Il en a été de même pour un final qui a été émaillé de multiples incidents dus en grande partie à la maladresse du président du Jury, Spike Lee, jusque-là exemplaire.
Le beau bilan de Doria Tillier…Dans son discours, Doria Tillier n’a oublié personne, pas même sa situation, « 10 jours de Festival où je vous rassure, j’ai dormi tous les soirs toute seule » … Serait-ce un message direct à son compagnon, Nicolas Bedos qui présentait en clôture, le dernier volet des aventures d’OSS 117 ? Le ton était donné. Et de citer quelques-uns des grands événements de ce Festival : « la simplicité rimant avec classe d’une Jodie Foster… Charlotte qui reparle à Jane dans un documentaire… Gaspar Noé qui nous a fait pleurer avec sans doute son film qui a été l’événement du Festival… Oliver Stone et son enquête méticuleuse sur la mort de JFK… Bill Murray chantant Aline… Virginie Efira qui fait parler la passion à l’écran… Léa Seydoux avec la preuve par 4 en Compétition… Spike Lee et sa générosité… L’explosion de films… Les costards roses, les films verts et les gilets jaunes… Le feu d’artifice tiré le jour du 14 Juillet, du jamais vu au Festival au mois de mai… La venue de Catherine Deneuve… Un Festival chaud, beau, nuit… ».
La bourde de Spike Lee…
Après, il était temps de remettre sa Palme d’Or d’honneur à Marco Bellocchio avec un si bel hommage signé Paolo Sorrentino, l’hommage à Piccoli, sa standing ovation, voici le début du Palmarès. Les prix du court métrage et la remise de la Caméra d’Or à MURINA de la réalisatrice serbe, Antoneta Alamat Kusijanovic absente pour cause de maternité, les membres du Jury ont fait leur entrée. À ce moment-là, pouvaient-ils se douter de ce qui allait se passer ? Sans doute non. Car le président, Spike Lee, dans un bel élan, a annoncé le premier prix en commençant par la… Palme d’Or ! Et tout le monde a entendu un mot qui claque avant que Mélanie Laurent et Tahar Rahim n’arrivent au secours d’un Spike Lee en perdition. Il ne se remettra pas de cette bourde durant toute la soirée qui va virer au cauchemar, étant complètement perdu avec son bout de papier à la main… Doria Tillier quittera souvent son pupitre pour remettre un peu d’ordre dans une cérémonie qui a tourné au gag permanent…

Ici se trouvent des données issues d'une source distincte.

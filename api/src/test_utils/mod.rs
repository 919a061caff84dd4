//! Test utilities
//!
//! Manual mock implementations and test fixtures for unit testing.
//! Documents go through the real in-memory document store; only the courier
//! and object storage are doubled here.

pub mod fixtures;
pub mod mocks;

pub use fixtures::*;
pub use mocks::*;
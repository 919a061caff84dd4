//! Notification handlers

use axum::extract::State;

use crate::app::ListParams;
use crate::auth::AdminAccess;
use crate::domain::entities::Notification;
use crate::error::AppError;
use crate::handlers::extract::{ApiPath, ApiQuery};
use crate::response::{ApiResponse, Paginated};
use crate::AppState;

/// GET /api/users/:id/notifications
pub async fn user_notifications(
    State(state): State<AppState>,
    ApiPath(user_id): ApiPath<String>,
    ApiQuery(params): ApiQuery<ListParams>,
) -> Result<ApiResponse<Paginated<Notification>>, AppError> {
    let page = state.notifications.for_user(&user_id, &params).await?;
    Ok(ApiResponse::ok("Notifications fetched successfully", page))
}

/// PATCH /api/notifications/:id/read
pub async fn mark_notification_read(
    _admin: AdminAccess,
    State(state): State<AppState>,
    ApiPath(id): ApiPath<String>,
) -> Result<ApiResponse<Notification>, AppError> {
    let notification = state.notifications.mark_read(&id).await?;
    Ok(ApiResponse::ok("Notification marked as read", notification))
}
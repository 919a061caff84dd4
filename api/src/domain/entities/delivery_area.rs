//! Delivery area entity
//!
//! A shipping zone with a flat delivery charge, e.g. "Inside Dhaka".

use chrono::{DateTime, Utc};
use serde::{Deserialize, Serialize};

use super::{require_non_empty, require_non_negative, Entity};
use crate::error::DomainError;

#[derive(Debug, Clone, Serialize, Deserialize)]
#[serde(rename_all = "camelCase")]
pub struct DeliveryArea {
    pub id: String,
    pub name: String,
    pub charge: f64,
    #[serde(default)]
    pub estimated_days: Option<String>,
    #[serde(default = "default_true")]
    pub active: bool,
    pub created_at: DateTime<Utc>,
    pub updated_at: DateTime<Utc>,
}

fn default_true() -> bool {
    true
}

impl Entity for DeliveryArea {
    const COLLECTION: &'static str = "deliveryAreas";
    const NAME: &'static str = "Delivery area";

    fn id(&self) -> &str {
        &self.id
    }

    fn normalize(&mut self) {
        self.name = self.name.trim().to_string();
    }

    fn validate(&self) -> Result<(), DomainError> {
        require_non_empty(&self.name, "name")?;
        require_non_negative(self.charge, "charge")
    }
}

Des évidences et des erreurs de casting…
Il fallait bien commencer à remettre les prix et ils se sont enchaînés. D’abord sur les évidences. Les prix d’interprétation pour le jeune Caleb Landry Jones pour sa performance dans NITRAM, celui aussi de Renate Reinsve pour JULIE (en 12 chapitres). Tous deux ont fait preuve d’une très grande émotion qui a fait plaisir à voir. Rien à dire aussi sur le Grand Prix du Jury pour UN HÉROS d’Asghar Fahradi qu’il a dû partager avec le Finlandais, Juho Kuosmanen, COMPARTIMENT N°6 pourtant de bien moindre qualité, voire sur le prix de meilleur réalisateur pour Léos Carax pour ANNETTE. Mais alors, le prix du scénario à DRIVE MY CAR de Ryusuke Hamaguchi pour un film qui s’étire sur près de 3h ?! Le discours du lauréat a été aussi long que son film… Que pensez encore des deux prix ex æquo du Jury pour les deux plus mauvais films en Compétition Officielle pour LE GENOU D’AHED et MEMORIA, ce dernier s’éternisant en plans fixes sur des nuages… ?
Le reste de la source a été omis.